__EXERCISE__
Every record that follows should be printed verbatim.

___ INPUT DATA ___

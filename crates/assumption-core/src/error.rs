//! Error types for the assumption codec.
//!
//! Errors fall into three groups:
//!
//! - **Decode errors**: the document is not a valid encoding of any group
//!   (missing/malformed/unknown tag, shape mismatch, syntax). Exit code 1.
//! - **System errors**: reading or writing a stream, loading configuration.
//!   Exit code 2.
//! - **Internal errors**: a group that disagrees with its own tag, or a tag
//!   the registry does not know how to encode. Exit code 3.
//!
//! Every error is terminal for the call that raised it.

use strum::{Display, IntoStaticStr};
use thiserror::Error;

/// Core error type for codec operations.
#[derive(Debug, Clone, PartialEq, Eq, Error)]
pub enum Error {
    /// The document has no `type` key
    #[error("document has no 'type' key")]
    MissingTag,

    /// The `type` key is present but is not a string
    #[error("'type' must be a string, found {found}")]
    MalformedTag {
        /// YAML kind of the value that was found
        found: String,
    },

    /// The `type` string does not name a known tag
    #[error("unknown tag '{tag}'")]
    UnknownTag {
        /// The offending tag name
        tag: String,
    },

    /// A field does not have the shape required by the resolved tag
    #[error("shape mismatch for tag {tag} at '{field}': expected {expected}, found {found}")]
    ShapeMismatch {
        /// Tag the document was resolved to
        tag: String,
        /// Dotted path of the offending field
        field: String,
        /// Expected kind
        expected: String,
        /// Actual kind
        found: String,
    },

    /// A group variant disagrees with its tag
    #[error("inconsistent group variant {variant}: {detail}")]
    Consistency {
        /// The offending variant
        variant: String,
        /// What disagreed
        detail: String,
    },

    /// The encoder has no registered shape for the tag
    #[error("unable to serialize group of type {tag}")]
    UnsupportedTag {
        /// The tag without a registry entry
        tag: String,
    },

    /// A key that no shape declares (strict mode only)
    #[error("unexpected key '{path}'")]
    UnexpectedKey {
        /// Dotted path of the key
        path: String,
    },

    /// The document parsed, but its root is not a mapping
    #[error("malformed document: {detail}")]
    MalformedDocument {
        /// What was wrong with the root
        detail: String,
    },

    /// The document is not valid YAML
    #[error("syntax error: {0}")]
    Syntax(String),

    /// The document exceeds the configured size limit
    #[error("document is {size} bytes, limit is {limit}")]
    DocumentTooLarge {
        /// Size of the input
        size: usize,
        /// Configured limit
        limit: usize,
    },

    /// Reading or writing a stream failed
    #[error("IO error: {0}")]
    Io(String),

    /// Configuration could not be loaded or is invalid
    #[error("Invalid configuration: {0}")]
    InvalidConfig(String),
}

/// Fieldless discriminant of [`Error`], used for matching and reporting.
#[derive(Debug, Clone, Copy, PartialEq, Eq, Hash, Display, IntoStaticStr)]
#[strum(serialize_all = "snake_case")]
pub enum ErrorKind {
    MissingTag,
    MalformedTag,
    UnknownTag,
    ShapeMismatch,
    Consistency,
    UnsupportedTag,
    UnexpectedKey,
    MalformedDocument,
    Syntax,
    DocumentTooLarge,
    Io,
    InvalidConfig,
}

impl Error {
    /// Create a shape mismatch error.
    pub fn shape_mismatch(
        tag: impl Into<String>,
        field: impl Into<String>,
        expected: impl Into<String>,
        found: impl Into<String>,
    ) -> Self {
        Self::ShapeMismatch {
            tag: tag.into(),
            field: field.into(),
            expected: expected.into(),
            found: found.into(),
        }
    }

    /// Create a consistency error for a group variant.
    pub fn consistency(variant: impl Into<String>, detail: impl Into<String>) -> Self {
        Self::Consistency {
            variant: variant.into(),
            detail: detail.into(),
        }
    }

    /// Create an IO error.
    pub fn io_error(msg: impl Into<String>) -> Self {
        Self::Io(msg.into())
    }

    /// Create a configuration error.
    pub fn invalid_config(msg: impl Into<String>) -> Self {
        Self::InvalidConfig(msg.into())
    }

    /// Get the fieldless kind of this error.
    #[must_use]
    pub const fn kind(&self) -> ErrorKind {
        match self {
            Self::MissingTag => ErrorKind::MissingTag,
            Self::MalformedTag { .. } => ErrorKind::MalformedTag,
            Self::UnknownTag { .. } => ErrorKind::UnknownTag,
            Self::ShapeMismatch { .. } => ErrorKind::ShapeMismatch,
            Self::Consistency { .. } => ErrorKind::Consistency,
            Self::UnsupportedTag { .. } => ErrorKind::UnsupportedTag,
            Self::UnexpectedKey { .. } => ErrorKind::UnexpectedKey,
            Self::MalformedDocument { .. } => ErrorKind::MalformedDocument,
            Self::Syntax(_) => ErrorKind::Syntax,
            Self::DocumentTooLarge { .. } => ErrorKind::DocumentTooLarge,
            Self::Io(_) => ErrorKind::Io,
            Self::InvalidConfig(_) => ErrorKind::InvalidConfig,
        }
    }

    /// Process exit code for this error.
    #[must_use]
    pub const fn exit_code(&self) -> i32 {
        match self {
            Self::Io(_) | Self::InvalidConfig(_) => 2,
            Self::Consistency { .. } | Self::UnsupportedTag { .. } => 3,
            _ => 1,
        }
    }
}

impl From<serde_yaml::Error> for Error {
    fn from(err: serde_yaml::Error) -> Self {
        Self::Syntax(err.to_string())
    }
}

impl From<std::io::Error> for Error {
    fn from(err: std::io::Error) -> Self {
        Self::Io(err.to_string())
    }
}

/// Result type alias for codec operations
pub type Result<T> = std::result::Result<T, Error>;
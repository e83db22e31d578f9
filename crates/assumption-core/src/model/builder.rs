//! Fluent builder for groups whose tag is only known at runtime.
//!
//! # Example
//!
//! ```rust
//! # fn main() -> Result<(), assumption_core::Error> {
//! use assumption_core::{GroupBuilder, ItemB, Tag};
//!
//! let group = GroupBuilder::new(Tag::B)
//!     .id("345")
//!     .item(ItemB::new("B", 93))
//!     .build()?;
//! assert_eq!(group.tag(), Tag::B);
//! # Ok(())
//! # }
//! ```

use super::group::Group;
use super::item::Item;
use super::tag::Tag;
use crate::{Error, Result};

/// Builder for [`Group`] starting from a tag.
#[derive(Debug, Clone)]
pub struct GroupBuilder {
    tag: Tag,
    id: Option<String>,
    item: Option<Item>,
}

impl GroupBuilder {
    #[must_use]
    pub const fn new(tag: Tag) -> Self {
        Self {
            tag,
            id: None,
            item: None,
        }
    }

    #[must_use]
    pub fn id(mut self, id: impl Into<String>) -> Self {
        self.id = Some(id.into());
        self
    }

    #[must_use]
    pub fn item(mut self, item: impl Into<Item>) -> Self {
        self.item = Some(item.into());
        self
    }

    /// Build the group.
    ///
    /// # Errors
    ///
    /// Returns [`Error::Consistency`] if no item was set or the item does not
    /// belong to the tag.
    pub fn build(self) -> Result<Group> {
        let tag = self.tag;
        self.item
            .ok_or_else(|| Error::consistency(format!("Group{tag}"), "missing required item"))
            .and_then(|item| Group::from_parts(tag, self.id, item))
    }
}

___

__EXPECTED ANSWER__
filename crates/assumption-core/src/error.rs
//! Error types for the assumption codec.
//!
//! Errors fall into three groups:
//!
//! - **Decode errors**: the document is not a valid encoding of any group
//!   (missing/malformed/unknown tag, shape mismatch, syntax). Exit code 1.
//! - **System errors**: reading or writing a stream, loading configuration.
//!   Exit code 2.
//! - **Internal errors**: a group that disagrees with its own tag, or a tag
//!   the registry does not know how to encode. Exit code 3.
//!
//! Every error is terminal for the call that raised it.

use strum::{Display, IntoStaticStr};
use thiserror::Error;

/// Core error type for codec operations.
#[derive(Debug, Clone, PartialEq, Eq, Error)]
pub enum Error {
    /// The document has no `type` key
    #[error("document has no 'type' key")]
    MissingTag,

    /// The `type` key is present but is not a string
    #[error("'type' must be a string, found {found}")]
    MalformedTag {
        /// YAML kind of the value that was found
        found: String,
    },

    /// The `type` string does not name a known tag
    #[error("unknown tag '{tag}'")]
    UnknownTag {
        /// The offending tag name
        tag: String,
    },

    /// A field does not have the shape required by the resolved tag
    #[error("shape mismatch for tag {tag} at '{field}': expected {expected}, found {found}")]
    ShapeMismatch {
        /// Tag the document was resolved to
        tag: String,
        /// Dotted path of the offending field
        field: String,
        /// Expected kind
        expected: String,
        /// Actual kind
        found: String,
    },

    /// A group variant disagrees with its tag
    #[error("inconsistent group variant {variant}: {detail}")]
    Consistency {
        /// The offending variant
        variant: String,
        /// What disagreed
        detail: String,
    },

    /// The encoder has no registered shape for the tag
    #[error("unable to serialize group of type {tag}")]
    UnsupportedTag {
        /// The tag without a registry entry
        tag: String,
    },

    /// A key that no shape declares (strict mode only)
    #[error("unexpected key '{path}'")]
    UnexpectedKey {
        /// Dotted path of the key
        path: String,
    },

    /// The document parsed, but its root is not a mapping
    #[error("malformed document: {detail}")]
    MalformedDocument {
        /// What was wrong with the root
        detail: String,
    },

    /// The document is not valid YAML
    #[error("syntax error: {0}")]
    Syntax(String),

    /// The document exceeds the configured size limit
    #[error("document is {size} bytes, limit is {limit}")]
    DocumentTooLarge {
        /// Size of the input
        size: usize,
        /// Configured limit
        limit: usize,
    },

    /// Reading or writing a stream failed
    #[error("IO error: {0}")]
    Io(String),

    /// Configuration could not be loaded or is invalid
    #[error("Invalid configuration: {0}")]
    InvalidConfig(String),
}

/// Fieldless discriminant of [`Error`], used for matching and reporting.
#[derive(Debug, Clone, Copy, PartialEq, Eq, Hash, Display, IntoStaticStr)]
#[strum(serialize_all = "snake_case")]
pub enum ErrorKind {
    MissingTag,
    MalformedTag,
    UnknownTag,
    ShapeMismatch,
    Consistency,
    UnsupportedTag,
    UnexpectedKey,
    MalformedDocument,
    Syntax,
    DocumentTooLarge,
    Io,
    InvalidConfig,
}

impl Error {
    /// Create a shape mismatch error.
    pub fn shape_mismatch(
        tag: impl Into<String>,
        field: impl Into<String>,
        expected: impl Into<String>,
        found: impl Into<String>,
    ) -> Self {
        Self::ShapeMismatch {
            tag: tag.into(),
            field: field.into(),
            expected: expected.into(),
            found: found.into(),
        }
    }

    /// Create a consistency error for a group variant.
    pub fn consistency(variant: impl Into<String>, detail: impl Into<String>) -> Self {
        Self::Consistency {
            variant: variant.into(),
            detail: detail.into(),
        }
    }

    /// Create an IO error.
    pub fn io_error(msg: impl Into<String>) -> Self {
        Self::Io(msg.into())
    }

    /// Create a configuration error.
    pub fn invalid_config(msg: impl Into<String>) -> Self {
        Self::InvalidConfig(msg.into())
    }

    /// Get the fieldless kind of this error.
    #[must_use]
    pub const fn kind(&self) -> ErrorKind {
        match self {
            Self::MissingTag => ErrorKind::MissingTag,
            Self::MalformedTag { .. } => ErrorKind::MalformedTag,
            Self::UnknownTag { .. } => ErrorKind::UnknownTag,
            Self::ShapeMismatch { .. } => ErrorKind::ShapeMismatch,
            Self::Consistency { .. } => ErrorKind::Consistency,
            Self::UnsupportedTag { .. } => ErrorKind::UnsupportedTag,
            Self::UnexpectedKey { .. } => ErrorKind::UnexpectedKey,
            Self::MalformedDocument { .. } => ErrorKind::MalformedDocument,
            Self::Syntax(_) => ErrorKind::Syntax,
            Self::DocumentTooLarge { .. } => ErrorKind::DocumentTooLarge,
            Self::Io(_) => ErrorKind::Io,
            Self::InvalidConfig(_) => ErrorKind::InvalidConfig,
        }
    }

    /// Process exit code for this error.
    #[must_use]
    pub const fn exit_code(&self) -> i32 {
        match self {
            Self::Io(_) | Self::InvalidConfig(_) => 2,
            Self::Consistency { .. } | Self::UnsupportedTag { .. } => 3,
            _ => 1,
        }
    }
}

impl From<serde_yaml::Error> for Error {
    fn from(err: serde_yaml::Error) -> Self {
        Self::Syntax(err.to_string())
    }
}

impl From<std::io::Error> for Error {
    fn from(err: std::io::Error) -> Self {
        Self::Io(err.to_string())
    }
}

/// Result type alias for codec operations
pub type Result<T> = std::result::Result<T, Error>;
repository e83db22e31d578f9
filename crates/assumption-core/src/model/builder.rs
//! Fluent builder for groups whose tag is only known at runtime.
//!
//! # Example
//!
//! ```rust
//! # fn main() -> Result<(), assumption_core::Error> {
//! use assumption_core::{GroupBuilder, ItemB, Tag};
//!
//! let group = GroupBuilder::new(Tag::B)
//!     .id("345")
//!     .item(ItemB::new("B", 93))
//!     .build()?;
//! assert_eq!(group.tag(), Tag::B);
//! # Ok(())
//! # }
//! ```

use super::group::Group;
use super::item::Item;
use super::tag::Tag;
use crate::{Error, Result};

/// Builder for [`Group`] starting from a tag.
#[derive(Debug, Clone)]
pub struct GroupBuilder {
    tag: Tag,
    id: Option<String>,
    item: Option<Item>,
}

impl GroupBuilder {
    #[must_use]
    pub const fn new(tag: Tag) -> Self {
        Self {
            tag,
            id: None,
            item: None,
        }
    }

    #[must_use]
    pub fn id(mut self, id: impl Into<String>) -> Self {
        self.id = Some(id.into());
        self
    }

    #[must_use]
    pub fn item(mut self, item: impl Into<Item>) -> Self {
        self.item = Some(item.into());
        self
    }

    /// Build the group.
    ///
    /// # Errors
    ///
    /// Returns [`Error::Consistency`] if no item was set or the item does not
    /// belong to the tag.
    pub fn build(self) -> Result<Group> {
        let tag = self.tag;
        self.item
            .ok_or_else(|| Error::consistency(format!("Group{tag}"), "missing required item"))
            .and_then(|item| Group::from_parts(tag, self.id, item))
    }
}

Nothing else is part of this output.